## EXERCISE INSTRUCTIONS
Print only the line with "Self::new(s)" and the lines after it, ending with the last line of the material, each exactly as it stands.

## SUPPLIED MATERIAL

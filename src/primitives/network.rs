//! Network identifier

use serde::{de, Deserialize, Deserializer, Serialize, Serializer};
use std::fmt;
use std::str::FromStr;

use super::PrimitiveError;
use crate::rlp::{Decodable, Encodable, RlpError, RlpItem};

/// Two-character network id such as `tc` (testnet) or `cc` (mainnet)
#[derive(Clone, Copy, PartialEq, Eq, Hash)]
pub struct NetworkId([u8; 2]);

impl NetworkId {
    /// Public test network
    pub const TESTNET: NetworkId = NetworkId(*b"tc");
    /// Main network
    pub const MAINNET: NetworkId = NetworkId(*b"cc");

    pub fn new(id: &str) -> Result<Self, PrimitiveError> {
        let bytes = id.as_bytes();
        if bytes.len() != 2 || !bytes.iter().all(|b| b.is_ascii_alphanumeric()) {
            return Err(PrimitiveError::InvalidNetworkId(id.to_string()));
        }
        Ok(NetworkId([bytes[0], bytes[1]]))
    }

    pub fn as_str(&self) -> &str {
        // Only ASCII alphanumerics are admitted by the constructors.
        std::str::from_utf8(&self.0).unwrap_or("??")
    }

    pub fn as_bytes(&self) -> &[u8; 2] {
        &self.0
    }
}

impl fmt::Display for NetworkId {
    fn fmt(&self, f: &mut fmt::Formatter<'_>) -> fmt::Result {
        f.write_str(self.as_str())
    }
}

impl fmt::Debug for NetworkId {
    fn fmt(&self, f: &mut fmt::Formatter<'_>) -> fmt::Result {
        write!(f, "NetworkId({})", self.as_str())
    }
}

impl FromStr for NetworkId {
    type Err = PrimitiveError;

    fn from_str(s: &str) -> Result<Self, Self::Err> {
        Self::new(s)
    }
}

impl Encodable for NetworkId {
    fn to_rlp(&self) -> RlpItem {
        RlpItem::bytes(self.0.to_vec())
    }
}

impl Decodable for NetworkId {
    fn from_rlp(item: &RlpItem) -> Result<Self, RlpError> {
        let bytes = item.as_bytes()?;
        let s = std::str::from_utf8(bytes)
            .map_err(|_| RlpError::InvalidValue("network id is not UTF-8".to_string()))?;
        NetworkId::new(s).map_err(|e| RlpError::InvalidValue(e.to_string()))
    }
}

impl Serialize for NetworkId {
    fn serialize<S>(&self, serializer: S) -> Result<S::Ok, S::Error>
    where
        S: Serializer,
    {
        serializer.serialize_str(self.as_str())
    }
}

impl<'de> Deserialize<'de> for NetworkId {
    fn deserialize<D>(deserializer: D) -> Result<Self, D::Error>
    where
        D: Deserializer<'de>,
    {
        let s = String::deserialize(deserializer)?;
        NetworkId::new(&s).map_err(de::Error::custom)
    }
}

## PROBLEM SOLUTION
        Self::new(s)
    }
}

impl Encodable for NetworkId {
    fn to_rlp(&self) -> RlpItem {
        RlpItem::bytes(self.0.to_vec())
    }
}

impl Decodable for NetworkId {
    fn from_rlp(item: &RlpItem) -> Result<Self, RlpError> {
        let bytes = item.as_bytes()?;
        let s = std::str::from_utf8(bytes)
            .map_err(|_| RlpError::InvalidValue("network id is not UTF-8".to_string()))?;
        NetworkId::new(s).map_err(|e| RlpError::InvalidValue(e.to_string()))
    }
}

impl Serialize for NetworkId {
    fn serialize<S>(&self, serializer: S) -> Result<S::Ok, S::Error>
    where
        S: Serializer,
    {
        serializer.serialize_str(self.as_str())
    }
}

impl<'de> Deserialize<'de> for NetworkId {
    fn deserialize<D>(deserializer: D) -> Result<Self, D::Error>
    where
        D: Deserializer<'de>,
    {
        let s = String::deserialize(deserializer)?;
        NetworkId::new(&s).map_err(de::Error::custom)
    }
}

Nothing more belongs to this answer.